Cardinal Newman has written recently, in an article in the Contemporary: "The world must be reckoned a worse enemy to religion now than at any time since Christianity came into beingbecause the world is better educated and informed than it ever was before." And though it would not be true to say that antagonism to the Establishment is any proof of society being more worldly, it is perfectly true to say that antagonism to all authority, and to all institutions which seem to favor it, is that growing disposition which is inimical to "Church and State," because the State lends dogmatic force to the Church. It must be borne in mind that a Protestant and a Catholic take a totally different view of the whole subject. A Catholic, of course, regards the Anglican establishment as, from first to last, only a political "accident;" or as the result of certain regal immoralities which, at the time of the Reformation, "changed religion." A Protestant thinks that Protestantism is "all right"; and, thinking so, has no idea of the divine, infallible teaching which ought to control the State and society.
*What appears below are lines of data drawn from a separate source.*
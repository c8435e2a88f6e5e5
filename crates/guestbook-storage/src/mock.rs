//! Mock storage implementation for testing.
//!
//! Provides [`MockStorage`] for unit testing without filesystem access.

use std::collections::HashMap;
use std::sync::RwLock;
use std::sync::atomic::{AtomicBool, AtomicUsize, Ordering};

use crate::storage::{Storage, StorageError, StorageErrorKind};

/// Backend identifier for error messages.
const BACKEND: &str = "Mock";

/// Mock storage for testing.
///
/// Keeps documents in memory. Use the builder methods to seed content, and
/// [`MockStorage::fail_writes`] to simulate a read-only backend.
///
/// # Example
///
/// ```ignore
/// use guestbook_storage::{MockStorage, Storage};
///
/// let storage = MockStorage::new().with_document("guests.json", "[]");
/// assert!(storage.exists("guests.json"));
/// ```
#[derive(Debug, Default)]
pub struct MockStorage {
    documents: RwLock<HashMap<String, Vec<u8>>>,
    fail_writes: AtomicBool,
    writes: AtomicUsize,
}

impl MockStorage {
    /// Create a new empty mock storage.
    #[must_use]
    pub fn new() -> Self {
        Self::default()
    }

    /// Seed a document with raw content.
    ///
    /// # Panics
    ///
    /// Panics if the internal lock is poisoned.
    #[must_use]
    pub fn with_document(self, location: impl Into<String>, content: impl Into<Vec<u8>>) -> Self {
        self.documents
            .write()
            .unwrap()
            .insert(location.into(), content.into());
        self
    }

    /// Make every subsequent write fail (or succeed again).
    pub fn fail_writes(&self, fail: bool) {
        self.fail_writes.store(fail, Ordering::SeqCst);
    }

    /// Content currently stored at `location`, decoded lossily as UTF-8.
    ///
    /// # Panics
    ///
    /// Panics if the internal lock is poisoned.
    #[must_use]
    pub fn content(&self, location: &str) -> Option<String> {
        self.documents
            .read()
            .unwrap()
            .get(location)
            .map(|bytes| String::from_utf8_lossy(bytes).into_owned())
    }

    /// Number of successful writes so far.
    #[must_use]
    pub fn write_count(&self) -> usize {
        self.writes.load(Ordering::SeqCst)
    }
}

impl Storage for MockStorage {
    fn read(&self, location: &str) -> Result<Option<Vec<u8>>, StorageError> {
        Ok(self.documents.read().unwrap().get(location).cloned())
    }

    fn write(&self, location: &str, content: &[u8]) -> Result<(), StorageError> {
        if self.fail_writes.load(Ordering::SeqCst) {
            return Err(StorageError::new(StorageErrorKind::PermissionDenied)
                .with_backend(BACKEND)
                .with_path(location));
        }
        self.documents
            .write()
            .unwrap()
            .insert(location.to_owned(), content.to_vec());
        self.writes.fetch_add(1, Ordering::SeqCst);
        Ok(())
    }

    fn exists(&self, location: &str) -> bool {
        self.documents.read().unwrap().contains_key(location)
    }
}

#[cfg(test)]
mod tests {
    use super::*;

    #[test]
    fn test_mock_storage_round_trip() {
        let storage = MockStorage::new();

        storage.write("guests.json", b"[]").unwrap();

        assert!(storage.exists("guests.json"));
        assert_eq!(storage.read("guests.json").unwrap().as_deref(), Some(&b"[]"[..]));
        assert_eq!(storage.write_count(), 1);
    }

    #[test]
    fn test_mock_storage_missing() {
        let storage = MockStorage::new();

        assert!(!storage.exists("guests.json"));
        assert_eq!(storage.read("guests.json").unwrap(), None);
    }

    #[test]
    fn test_mock_storage_fail_writes() {
        let storage = MockStorage::new().with_document("guests.json", "[]");
        storage.fail_writes(true);

        let err = storage.write("guests.json", b"[1]").unwrap_err();

        assert_eq!(err.kind, StorageErrorKind::PermissionDenied);
        assert_eq!(err.backend, Some("Mock"));
        assert_eq!(storage.content("guests.json").as_deref(), Some("[]"));
        assert_eq!(storage.write_count(), 0);
    }
}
With him, therefore, it is no question of the gross and patent absurdity of a temporal power teaching religion to a spiritual power [he does not believe in a teaching spiritual power], but only a question of the State giving its support to the institution which represents dogmatic Protestantism. Now, so long as the whole country believed in dogmatic Protestantism, there was sense in the union of Church and State; but now that half the country disbelieves in it, while a large minority have given their hearts to dogmatic Ritualism, "Church and State" is an offence to the unbelievers, and an impediment to the freedom of the Ritualists. We trace, therefore, in this anti-establishment aggression the development of two perfectly distinct evils: the one (which is the greater) national faithlessness; the other a sectarian aping of Catholicity. This last evil is so final as to heresy that we may dwell on it for a very few moments in connection with the divorce of Church and State.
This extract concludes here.